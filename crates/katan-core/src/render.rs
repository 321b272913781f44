//! Diagnostic text rendering of the board.
//!
//! A presentation convenience built on the query interface: the intersection
//! grid is dumped row by row, each occupied cell showing one letter per
//! resource produced there, optionally wrapped in ANSI color codes. The exact
//! column layout is not a compatibility-bearing format.

use crate::board::Board;
use crate::civ::ResourceCounts;
use crate::grid::{GridCoord, GRID_HEIGHT, GRID_WIDTH};
use std::fmt::Write;

const RESET: &str = "\x1b[0m";

/// Resource letters and their ANSI color codes, in print order
const RESOURCE_CELLS: [(&str, &str); 6] = [
    ("B", "\x1b[31m"), // brick, red
    ("L", "\x1b[32m"), // lumber, green
    ("O", "\x1b[90m"), // ore, gray
    ("G", "\x1b[93m"), // grain, bright yellow
    ("W", "\x1b[37m"), // wool, white
    ("0", "\x1b[33m"), // trash, yellow
];

fn cell(out: &mut String, counts: &ResourceCounts, color: bool) {
    let present = [
        counts.brick > 0,
        counts.lumber > 0,
        counts.ore > 0,
        counts.grain > 0,
        counts.wool > 0,
        counts.trash > 0,
    ];
    for (i, (letter, code)) in RESOURCE_CELLS.iter().enumerate() {
        if present[i] {
            if color {
                out.push_str(code);
                out.push_str(letter);
                out.push_str(RESET);
            } else {
                out.push_str(letter);
            }
        }
    }
}

/// Render the board as a letter-headed grid of resource codes.
pub fn render_board(board: &Board, color: bool) -> String {
    let mut out = String::new();

    out.push_str("     ");
    for i in 0..GRID_WIDTH {
        out.push((b'A' + i as u8) as char);
        out.push('\t');
    }
    out.push('\n');
    for _ in 0..GRID_WIDTH {
        out.push_str("--------");
    }
    out.push('\n');

    for y in 0..GRID_HEIGHT {
        let _ = write!(out, "{y:02} \u{2502} ");
        for x in 0..GRID_WIDTH {
            match board.intersection_at(GridCoord::new(x, y)) {
                None => out.push(' '),
                Some(id) => cell(&mut out, &board.resources_at(id), color),
            }
            out.push('\t');
        }
        out.push_str("\n   \u{2502}\n   \u{2502}\n");
    }

    out
}

#[cfg(test)]
mod tests {
    use super::*;
    use rand::rngs::StdRng;
    use rand::SeedableRng;

    fn board() -> Board {
        let mut rng = StdRng::seed_from_u64(12);
        Board::standard_with_rng(&mut rng).unwrap()
    }

    #[test]
    fn test_plain_render_has_no_escape_codes() {
        let text = render_board(&board(), false);
        assert!(!text.contains('\x1b'));
    }

    #[test]
    fn test_color_render_resets_every_code() {
        let text = render_board(&board(), true);
        assert_eq!(text.matches('\x1b').count() % 2, 0);
        assert!(text.contains(RESET));
    }

    #[test]
    fn test_render_has_column_headers_and_rows() {
        let text = render_board(&board(), false);
        let header = text.lines().next().unwrap();
        for i in 0..GRID_WIDTH {
            let letter = (b'A' + i as u8) as char;
            assert!(header.contains(letter), "missing column {letter}");
        }
        for y in 0..GRID_HEIGHT {
            assert!(text.contains(&format!("{y:02} \u{2502}")), "missing row {y}");
        }
    }

    #[test]
    fn test_render_shows_resource_letters() {
        // Every standard board has all five resources plus the desert, so
        // each letter appears somewhere in the dump.
        let text = render_board(&board(), false);
        for letter in ["B", "L", "O", "G", "W", "0"] {
            assert!(text.contains(letter), "missing resource code {letter}");
        }
    }
}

Exercise goal>
Every line that holds the string "unwrap" must be copied from the records above.

Answer to this problem>
        Board::standard_with_rng(&mut rng).unwrap()
        let header = text.lines().next().unwrap();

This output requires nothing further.